Saved entries
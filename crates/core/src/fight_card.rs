//! Fight card rules.
//!
//! Pure validation for building, editing and reordering an event's card.
//! The store answers existence questions; these functions decide what the
//! answers mean and produce field-keyed errors. Reordering is planned here
//! and applied by the service in two committed phases (negated targets,
//! then the real targets) so `(event_id, order_number)` stays unique at
//! every commit.

use std::collections::{HashMap, HashSet};

use serde::Deserialize;

use crate::error::{CoreError, FieldErrors};
use crate::status::FightStatus;
use crate::types::{DbId, OrderNumber};

pub const FIELD_PARTICIPANT_A_ID: &str = "participant_a_id";
pub const FIELD_PARTICIPANT_B_ID: &str = "participant_b_id";
pub const FIELD_PARTICIPANTS: &str = "participants";
pub const FIELD_ORDER_NUMBER: &str = "order_number";
pub const FIELD_ORDER_NUMBERS: &str = "order_numbers";
pub const FIELD_STATUS: &str = "status";
pub const FIELD_FIGHTS: &str = "fights";

// ---------------------------------------------------------------------------
// State machine
// ---------------------------------------------------------------------------

/// Whether live control may move a fight from `from` to `to`.
///
/// `Scheduled -> Announced -> InProgress <-> Paused`, `InProgress ->
/// Finished`, and `Cancelled` from any non-terminal state.
pub fn can_transition(from: FightStatus, to: FightStatus) -> bool {
    use FightStatus::*;
    if to == Cancelled {
        return !is_terminal(from);
    }
    match from {
        Scheduled => to == Announced,
        Announced => to == InProgress,
        InProgress => matches!(to, Paused | Finished),
        Paused => to == InProgress,
        Finished | Cancelled => false,
    }
}

pub fn is_terminal(status: FightStatus) -> bool {
    matches!(status, FightStatus::Finished | FightStatus::Cancelled)
}

pub fn validate_transition(from: FightStatus, to: FightStatus) -> Result<(), CoreError> {
    if can_transition(from, to) {
        Ok(())
    } else {
        Err(CoreError::field(
            FIELD_STATUS,
            format!("Cannot move a fight from {from} to {to}"),
        ))
    }
}

/// Participants may only be swapped while the fight is still `Scheduled`.
pub fn validate_editable(status: FightStatus) -> Result<(), CoreError> {
    if status == FightStatus::Scheduled {
        Ok(())
    } else {
        Err(CoreError::field(
            FIELD_STATUS,
            format!("Cannot update a fight with status {status}"),
        ))
    }
}

/// Only fights that never started, or were called off, can be removed.
pub fn validate_deletable(status: FightStatus) -> Result<(), CoreError> {
    match status {
        FightStatus::Scheduled | FightStatus::Cancelled => Ok(()),
        other => Err(CoreError::field(
            FIELD_STATUS,
            format!("Cannot delete a fight with status {other}"),
        )),
    }
}

/// A fight in progress keeps its position on the card.
pub fn can_move(status: FightStatus) -> bool {
    status != FightStatus::InProgress
}

// ---------------------------------------------------------------------------
// Pairing
// ---------------------------------------------------------------------------

/// Store answers needed to validate a pairing.
#[derive(Debug, Clone, Copy)]
pub struct PairingCheck {
    pub participant_a_id: DbId,
    pub participant_a_in_event: bool,
    pub participant_b_id: DbId,
    pub participant_b_in_event: bool,
}

/// Accumulate every pairing fault rather than stopping at the first.
pub fn validate_pairing(check: &PairingCheck) -> FieldErrors {
    let mut errors = FieldErrors::default();
    if !check.participant_a_in_event {
        errors.add(
            FIELD_PARTICIPANT_A_ID,
            "Participant A does not exist in this event",
        );
    }
    if !check.participant_b_in_event {
        errors.add(
            FIELD_PARTICIPANT_B_ID,
            "Participant B does not exist in this event",
        );
    }
    if check.participant_a_id == check.participant_b_id {
        errors.add(FIELD_PARTICIPANTS, "A participant cannot fight themselves");
    }
    errors
}

/// Validate the request shape of a new fight: the pairing plus a positive
/// order number.
pub fn validate_new_fight(check: &PairingCheck, order_number: OrderNumber) -> Result<(), CoreError> {
    let mut errors = validate_pairing(check);
    if order_number < 1 {
        errors.add(FIELD_ORDER_NUMBER, "Order number must be positive");
    }
    errors.into_result()
}

/// Reject an order number already held by `holder` on the same card.
pub fn validate_order_available(
    order_number: OrderNumber,
    holder: Option<DbId>,
) -> Result<(), CoreError> {
    match holder {
        None => Ok(()),
        Some(_) => Err(order_number_taken(order_number)),
    }
}

/// Error for an order number already used on the card, whether found by
/// lookup or by the unique index rejecting a racing insert.
pub fn order_number_taken(order_number: OrderNumber) -> CoreError {
    CoreError::field(
        FIELD_ORDER_NUMBER,
        format!("Order number {order_number} is already taken"),
    )
}

// ---------------------------------------------------------------------------
// Reorder planning
// ---------------------------------------------------------------------------

/// One requested move on the card.
#[derive(Debug, Clone, Copy, PartialEq, Eq, Deserialize)]
pub struct ReorderAssignment {
    pub fight_id: DbId,
    pub new_order_number: OrderNumber,
}

/// A fight as currently stored on the card.
#[derive(Debug, Clone, Copy, PartialEq, Eq)]
pub struct CardSlot {
    pub fight_id: DbId,
    pub order_number: OrderNumber,
    pub status: FightStatus,
}

/// A validated move: `fight_id` goes from `from` to `to`.
#[derive(Debug, Clone, Copy, PartialEq, Eq)]
pub struct PlannedMove {
    pub fight_id: DbId,
    pub from: OrderNumber,
    pub to: OrderNumber,
}

/// A reorder batch that passed validation.
///
/// Staged positions are `-(stage_base + target)`, where `stage_base` is the
/// largest absolute order number on the card when the batch was planned.
/// They are distinct from each other and from every value the card held,
/// leftovers of an interrupted reorder included.
#[derive(Debug, Clone, PartialEq, Eq)]
pub struct ReorderPlan {
    moves: Vec<PlannedMove>,
    stage_base: OrderNumber,
}

impl ReorderPlan {
    pub fn moves(&self) -> &[PlannedMove] {
        &self.moves
    }

    pub fn fight_ids(&self) -> Vec<DbId> {
        self.moves.iter().map(|m| m.fight_id).collect()
    }

    fn staged_position(&self, to: OrderNumber) -> OrderNumber {
        -(self.stage_base + to)
    }

    /// First phase: every fight parked on its staged position.
    pub fn staged(&self) -> impl Iterator<Item = (DbId, OrderNumber)> + '_ {
        self.moves
            .iter()
            .map(|m| (m.fight_id, self.staged_position(m.to)))
    }

    /// Second phase: the real targets.
    pub fn targets(&self) -> impl Iterator<Item = (DbId, OrderNumber)> + '_ {
        self.moves.iter().map(|m| (m.fight_id, m.to))
    }

    /// Fights of this plan still parked on their staged position in `card`.
    ///
    /// The second phase only runs when every fight is; anything less means
    /// another reorder restaged part of the batch in between.
    pub fn still_staged(&self, card: &[CardSlot]) -> Vec<DbId> {
        let positions: HashMap<DbId, OrderNumber> =
            card.iter().map(|s| (s.fight_id, s.order_number)).collect();
        self.moves
            .iter()
            .filter(|m| positions.get(&m.fight_id) == Some(&self.staged_position(m.to)))
            .map(|m| m.fight_id)
            .collect()
    }
}

/// Validate a reorder batch against the current card.
///
/// All faults are collected: unknown fights and in-progress fights under
/// the fight's id, duplicate targets under `order_numbers`, and repeated
/// or empty batches under `fights`. A target held by a fight outside the
/// batch is reported under the moving fight's id, since applying it would
/// trip the card's unique index.
pub fn plan_reorder(
    card: &[CardSlot],
    assignments: &[ReorderAssignment],
) -> Result<ReorderPlan, CoreError> {
    let mut errors = FieldErrors::default();

    if assignments.is_empty() {
        errors.add(FIELD_FIGHTS, "At least one fight must be reordered");
        return Err(CoreError::Validation(errors));
    }

    let by_id: HashMap<DbId, &CardSlot> = card.iter().map(|s| (s.fight_id, s)).collect();

    let mut seen_ids = HashSet::new();
    for a in assignments {
        if !seen_ids.insert(a.fight_id) {
            errors.add(
                FIELD_FIGHTS,
                format!("Fight {} appears more than once", a.fight_id),
            );
        }
    }

    let mut target_counts: HashMap<OrderNumber, usize> = HashMap::new();
    for a in assignments {
        *target_counts.entry(a.new_order_number).or_default() += 1;
    }
    let mut duplicates: Vec<OrderNumber> = target_counts
        .iter()
        .filter(|(_, n)| **n > 1)
        .map(|(o, _)| *o)
        .collect();
    if !duplicates.is_empty() {
        duplicates.sort_unstable();
        let listed: Vec<String> = duplicates.iter().map(|o| o.to_string()).collect();
        errors.add(
            FIELD_ORDER_NUMBERS,
            format!(
                "Duplicate order numbers are not allowed: {}",
                listed.join(", ")
            ),
        );
    }

    // Staging starts past every value on the card, negative leftovers
    // included, so phase one never meets an occupied position.
    let stage_base = card
        .iter()
        .map(|s| s.order_number.checked_abs().unwrap_or(OrderNumber::MAX))
        .max()
        .unwrap_or(0);

    // Positions held by fights that are not moving in this batch.
    let holders: HashMap<OrderNumber, DbId> = card
        .iter()
        .filter(|s| !seen_ids.contains(&s.fight_id))
        .map(|s| (s.order_number, s.fight_id))
        .collect();

    let mut moves = Vec::with_capacity(assignments.len());
    for a in assignments {
        let key = a.fight_id.to_string();
        let Some(slot) = by_id.get(&a.fight_id) else {
            errors.add(key, "Fight not found in this event");
            continue;
        };

        if !can_move(slot.status) {
            errors.add(key.clone(), "Cannot reorder an in-progress fight");
        }

        if a.new_order_number < 1 {
            errors.add(key, "Order number must be positive");
            continue;
        }

        if let Some(holder) = holders.get(&a.new_order_number) {
            errors.add(
                key.clone(),
                format!(
                    "Order number {} is held by fight {holder}, which is not part of this reorder",
                    a.new_order_number
                ),
            );
        }
        if stage_base.checked_add(a.new_order_number).is_none() {
            errors.add(
                key,
                format!("Order number {} is too large", a.new_order_number),
            );
        }

        moves.push(PlannedMove {
            fight_id: a.fight_id,
            from: slot.order_number,
            to: a.new_order_number,
        });
    }

    errors.into_result()?;
    Ok(ReorderPlan { moves, stage_base })
}

/// Fights left holding a negative (staged) position by an interrupted
/// reorder.
pub fn staged_fights(card: &[CardSlot]) -> Vec<DbId> {
    card.iter()
        .filter(|s| s.order_number < 1)
        .map(|s| s.fight_id)
        .collect()
}

/// Error for a reorder whose first phase hit the card's unique index. The
/// transaction rolled back, so the card is as it was.
pub fn reorder_collided() -> CoreError {
    CoreError::Conflict(
        "The fight card changed while it was being reordered. Retry the reorder.".to_string(),
    )
}

/// Error for a reorder whose second phase failed after the first
/// committed. The named fights hold negated positions until the whole
/// reorder is retried.
pub fn interrupted_reorder(staged: &[DbId]) -> CoreError {
    let listed: Vec<String> = staged.iter().map(|id| id.to_string()).collect();
    CoreError::Conflict(format!(
        "Reorder was interrupted; fights {} hold temporary positions. Retry the reorder.",
        listed.join(", ")
    ))
}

ACTIVITY: In the records above, which lines hold the string "moving"? Copy each one.

EXERCISE ANSWER:
/// batch is reported under the moving fight's id, since applying it would
    // Positions held by fights that are not moving in this batch.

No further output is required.